In Brazil, “the courts treat suspects too harshly, and convicts too leniently,” says the Economist:
Gratifying as it may be to see billionaires behind bars, some lawyers are troubled by Mr Moro’s penchant for locking up suspects before they go on trial. Most are loth to challenge a charismatic judge. Those who publicly object tend to work for one of the innumerable defence teams. All 11 directors of the comically named but serious Institute for the Defence of the Right to Defence are thus employed. Heloisa Estellita, a professor of criminal law at the Fundação Getulio Vargas Law School in São Paulo, is one of the few public critics of Mr Moro’s methods who is independent. She thinks he has wrongly “used pre-trial detention to extract plea bargains”. […]
Pre-trial detention should not be used to browbeat them into co-operating with investigations or to signal the gravity of the charges they face. The Lava Jato inquisitors deny they are doing this, but readers of Blackstone’s report will wonder. Timothy Otty, its lead author, has written human-rights opinions on behalf of Abdullah Ocalan, a Kurdish separatist leader, and detainees at the American prison in Guantánamo Bay. “Just as it was wrong to jettison the protection of liberty and right to fair trial as part of the war on terror, so it would be wrong in the fight against corruption,” says Mr Otty. […]

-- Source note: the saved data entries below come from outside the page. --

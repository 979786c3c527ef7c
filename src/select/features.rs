//! Feature vectors describing candidate queries.

use crate::query::{Operator, Query};
use crate::transform::{Candidate, TransformationKind};

/// Names of the features, in vector order.
pub const FEATURE_NAMES: [&str; FEATURE_COUNT] = [
    "keyword_count",
    "boolean_count",
    "depth",
    "mesh_count",
    "exploded_count",
    "or_ratio",
    "truncated_count",
    "num_transformations",
    "op_mesh_explosion",
    "op_logical_operator",
    "op_field_restrictions",
    "op_mesh_parent",
    "op_clause_removal",
    "op_concept_expansion",
    "log_retrieved",
    "retrieved_ratio",
];

pub const FEATURE_COUNT: usize = 16;

const OPERATOR_OFFSET: usize = 8;

/// Features of one candidate.
#[derive(Debug, Clone, PartialEq)]
pub struct CandidateFeatures {
    values: Vec<f64>,
}

impl CandidateFeatures {
    /// Describe `candidate`, which retrieved `retrieved` documents against
    /// `seed_retrieved` for the original query.
    pub fn extract(candidate: &Candidate, retrieved: usize, seed_retrieved: usize) -> Self {
        let query = candidate.query();
        let keywords = query.keywords();

        let mut values = vec![0.0; FEATURE_COUNT];
        values[0] = keywords.len() as f64;
        values[1] = query.boolean_count() as f64;
        values[2] = query.depth() as f64;
        values[3] = keywords.iter().filter(|k| k.is_mesh()).count() as f64;
        values[4] = keywords.iter().filter(|k| k.exploded()).count() as f64;
        values[5] = or_ratio(query);
        values[6] = keywords.iter().filter(|k| k.truncated()).count() as f64;
        values[7] = candidate.num_transformations() as f64;
        if let Some(kind) = candidate.transformation() {
            values[OPERATOR_OFFSET + kind.index()] = 1.0;
        }
        values[14] = (1.0 + retrieved as f64).ln();
        // Smoothed so an empty seed result does not divide by zero.
        values[15] = (retrieved as f64 + 1.0) / (seed_retrieved as f64 + 1.0);

        CandidateFeatures { values }
    }

    pub fn as_slice(&self) -> &[f64] {
        &self.values
    }

    /// Value of a named feature.
    pub fn get(&self, name: &str) -> Option<f64> {
        FEATURE_NAMES
            .iter()
            .position(|n| *n == name)
            .map(|i| self.values[i])
    }

    /// One-hot slot of `kind`.
    pub fn operator_slot(kind: TransformationKind) -> usize {
        OPERATOR_OFFSET + kind.index()
    }
}

fn or_ratio(query: &Query) -> f64 {
    let mut booleans = 0usize;
    let mut ors = 0usize;
    query.walk(&mut |node| {
        if let Query::Boolean(boolean) = node {
            booleans += 1;
            if boolean.operator() == Operator::Or {
                ors += 1;
            }
        }
    });
    if booleans == 0 {
        0.0
    } else {
        ors as f64 / booleans as f64
    }
}
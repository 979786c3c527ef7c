//! Retrieval restricted to a fixed pool of documents.

use std::sync::Arc;

use ahash::AHashSet;
use sha2::{Digest, Sha256};

use crate::error::Result;
use crate::query::Query;
use crate::retrieval::{ResultSet, RetrievalBackend};

/// Filters another backend's results down to a document pool, typically the
/// judged documents of a session.
#[derive(Debug, Clone)]
pub struct PooledBackend {
    inner: Arc<dyn RetrievalBackend>,
    pool: AHashSet<String>,
    namespace: String,
}

impl PooledBackend {
    pub fn new<I, S>(inner: Arc<dyn RetrievalBackend>, pool: I) -> Self
    where
        I: IntoIterator<Item = S>,
        S: Into<String>,
    {
        let pool: AHashSet<String> = pool.into_iter().map(Into::into).collect();

        let mut ids: Vec<&str> = pool.iter().map(String::as_str).collect();
        ids.sort_unstable();
        let mut hasher = Sha256::new();
        for id in ids {
            hasher.update(id.as_bytes());
            hasher.update(b"\n");
        }
        let digest: String = hasher.finalize()[..8]
            .iter()
            .map(|b| format!("{b:02x}"))
            .collect();
        let namespace = format!("{}/pool:{digest}", inner.namespace());

        PooledBackend {
            inner,
            pool,
            namespace,
        }
    }

    pub fn pool_size(&self) -> usize {
        self.pool.len()
    }
}

impl RetrievalBackend for PooledBackend {
    fn namespace(&self) -> String {
        self.namespace.clone()
    }

    fn retrieve(&self, query: &Query) -> Result<ResultSet> {
        let mut results = self.inner.retrieve(query)?;
        results.documents.retain(|d| self.pool.contains(&d.doc_id));
        Ok(results)
    }
}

However, “the law can be as weirdly indulgent as it is harsh,” says the periodical. “Convicts are entitled to go home while they exhaust their appeals,” and that can take years.
Many critics of the system, including Mr Moro, think convicts should have to file appeals from their jail cells. That would make sense. So would an overhaul of the criminal code which left at liberty people presumed innocent and guaranteed them a fair trial.